• THE DATA

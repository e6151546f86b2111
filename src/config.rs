use crate::error::{BadEnvVarSnafu, ParseNumberSnafu, StudentError, StudentResult};
use dotenvy::var;
use secrecy::{ExposeSecret, SecretString};
use snafu::ResultExt;
use std::{str::FromStr, sync::Arc};

const DEFAULT_SERVER_IP: &str = "127.0.0.1:8080";
const DEFAULT_MAX_CONNECTIONS: u32 = 15;

#[derive(Clone, Debug)]
pub struct RuntimeConfiguration {
    server_ip: String,
    storage: StorageConfig,
}

impl RuntimeConfiguration {
    pub fn new() -> StudentResult<Self> {
        let server_ip = var("STUDENTS_SERVER_IP").unwrap_or_else(|_| DEFAULT_SERVER_IP.to_string());

        let storage = match var("STUDENTS_STORAGE")
            .ok()
            .map(|kind| kind.parse::<StorageKind>())
            .transpose()?
            .unwrap_or_default()
        {
            StorageKind::Memory => StorageConfig::Memory,
            StorageKind::Postgres => StorageConfig::Postgres(Arc::new(DbConfig::new()?)),
        };

        Ok(Self { server_ip, storage })
    }

    pub fn server_ip(&self) -> &str {
        &self.server_ip
    }

    pub fn storage(&self) -> StorageConfig {
        self.storage.clone()
    }
}

#[derive(Copy, Clone, Debug, Default, PartialEq, Eq)]
pub enum StorageKind {
    #[default]
    Memory,
    Postgres,
}

impl FromStr for StorageKind {
    type Err = StudentError;

    fn from_str(s: &str) -> Result<Self, Self::Err> {
        match s.trim().to_ascii_lowercase().as_str() {
            "memory" | "in-memory" => Ok(Self::Memory),
            "postgres" | "postgresql" => Ok(Self::Postgres),
            _ => Err(StudentError::UnknownStorage {
                kind: s.to_string(),
            }),
        }
    }
}

#[derive(Clone, Debug)]
pub enum StorageConfig {
    Memory,
    Postgres(Arc<DbConfig>),
}

#[derive(Debug)]
pub struct DbConfig {
    user: String,
    password: SecretString,
    path: String,
    port: u16,
    database: String,
    max_connections: u32,
}

impl DbConfig {
    pub fn new() -> StudentResult<Self> {
        let get_env_var = |name| var(name).context(BadEnvVarSnafu { name });

        let max_connections = match var("DB_MAX_CONNECTIONS") {
            Ok(max) => max.parse().context(ParseNumberSnafu {
                name: "DB_MAX_CONNECTIONS",
            })?,
            Err(_) => DEFAULT_MAX_CONNECTIONS,
        };

        Ok(Self {
            user: get_env_var("DB_USER")?,
            password: SecretString::from(get_env_var("DB_PASSWORD")?),
            path: get_env_var("DB_PATH")?,
            port: get_env_var("DB_PORT")?
                .parse()
                .context(ParseNumberSnafu { name: "DB_PORT" })?,
            database: get_env_var("DB_NAME")?,
            max_connections,
        })
    }

    pub const fn max_connections(&self) -> u32 {
        self.max_connections
    }

    pub fn get_db_path(&self) -> String {
        format!(
            "postgres://{}:{}@{}:{}/{}",
            self.user,
            self.password.expose_secret(),
            self.path,
            self.port,
            self.database
        )
    }
}
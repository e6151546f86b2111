use axum::{
    Json,
    extract::{
        multipart::MultipartError,
        rejection::{JsonRejection, PathRejection},
    },
    http::StatusCode,
    response::{IntoResponse, Response},
};
use serde::Serialize;
use snafu::Snafu;
use std::num::ParseIntError;

pub type StudentResult<T> = Result<T, StudentError>;

#[derive(Debug, Snafu)]
#[snafu(visibility(pub))]
pub enum StudentError {
    #[snafu(display("Error opening database"))]
    OpenDatabase { source: sqlx::Error },
    #[snafu(display("Error getting db connection"))]
    GetDatabaseConnection { source: sqlx::Error },
    #[snafu(display("Error making SQL query"))]
    MakeQuery { source: sqlx::Error },
    #[snafu(display("Error migrating DB schema"))]
    MigrateError { source: sqlx::migrate::MigrateError },
    #[snafu(display("Unable to retrieve env var `{}`", name))]
    BadEnvVar {
        source: dotenvy::Error,
        name: &'static str,
    },
    #[snafu(display("Unable to parse env var `{}` as a number", name))]
    ParseNumber {
        source: ParseIntError,
        name: &'static str,
    },
    #[snafu(display("Unknown storage kind {:?}, expected `memory` or `postgres`", kind))]
    UnknownStorage { kind: String },
    #[snafu(display("Student not found with id: {}", id))]
    MissingStudent { id: i64 },
    #[snafu(display("Invalid student: {}", problems.join("; ")))]
    Validation { problems: Vec<String> },
    #[snafu(display("A student with email {:?} already exists", email))]
    DuplicateEmail { email: String },
    #[snafu(display("Invalid JSON body: {}", source.body_text()))]
    JsonBody { source: JsonRejection },
    #[snafu(display("Invalid path: {}", source.body_text()))]
    PathParam { source: PathRejection },
    #[snafu(display("Error with multipart form input"))]
    Multipart { source: MultipartError },
    #[snafu(display("Error with CSVs: {}", source))]
    Csv { source: csv::Error },
    #[snafu(display("Error writing CSV output"))]
    CsvIo { source: std::io::Error },
}

impl StudentError {
    #[allow(clippy::match_same_arms)]
    pub fn status_code(&self) -> StatusCode {
        const ISE: StatusCode = StatusCode::INTERNAL_SERVER_ERROR; //internal server error
        const NF: StatusCode = StatusCode::NOT_FOUND; //not found
        const BI: StatusCode = StatusCode::BAD_REQUEST; //bad input

        match self {
            Self::OpenDatabase { .. } | Self::GetDatabaseConnection { .. } => ISE,
            Self::MigrateError { .. } => ISE,
            Self::MakeQuery { source } => match source {
                sqlx::Error::RowNotFound => NF,
                _ => ISE,
            },
            Self::BadEnvVar { .. } | Self::ParseNumber { .. } | Self::UnknownStorage { .. } => ISE,
            Self::MissingStudent { .. } => NF,
            Self::Validation { .. } => BI,
            Self::DuplicateEmail { .. } => StatusCode::CONFLICT,
            Self::JsonBody { source } => match source {
                JsonRejection::MissingJsonContentType(_) => StatusCode::UNSUPPORTED_MEDIA_TYPE,
                JsonRejection::BytesRejection(rejection) => rejection.status(),
                _ => BI,
            },
            Self::PathParam { .. } => BI,
            Self::Multipart { source } => source.status(),
            Self::Csv { .. } => BI,
            Self::CsvIo { .. } => ISE,
        }
    }

    /// Whether the caller, rather than the server, is at fault.
    pub fn is_client_error(&self) -> bool {
        self.status_code().is_client_error()
    }
}

#[derive(Serialize)]
struct ErrorBody {
    error: String,
}

impl IntoResponse for StudentError {
    fn into_response(self) -> Response {
        let status_code = self.status_code();

        if status_code.is_server_error() {
            error!(?self, "Error!");
        } else {
            warn!(?self, %status_code, "Rejected request");
        }

        (
            status_code,
            Json(ErrorBody {
                error: self.to_string(),
            }),
        )
            .into_response()
    }
}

• WHAT YOU ARE ASKED TO DO
In the listing above, find each line where "UnknownStorage" occurs and copy it.

• PROBLEM SOLUTION
            _ => Err(StudentError::UnknownStorage {
    UnknownStorage { kind: String },
            Self::BadEnvVar { .. } | Self::ParseNumber { .. } | Self::UnknownStorage { .. } => ISE,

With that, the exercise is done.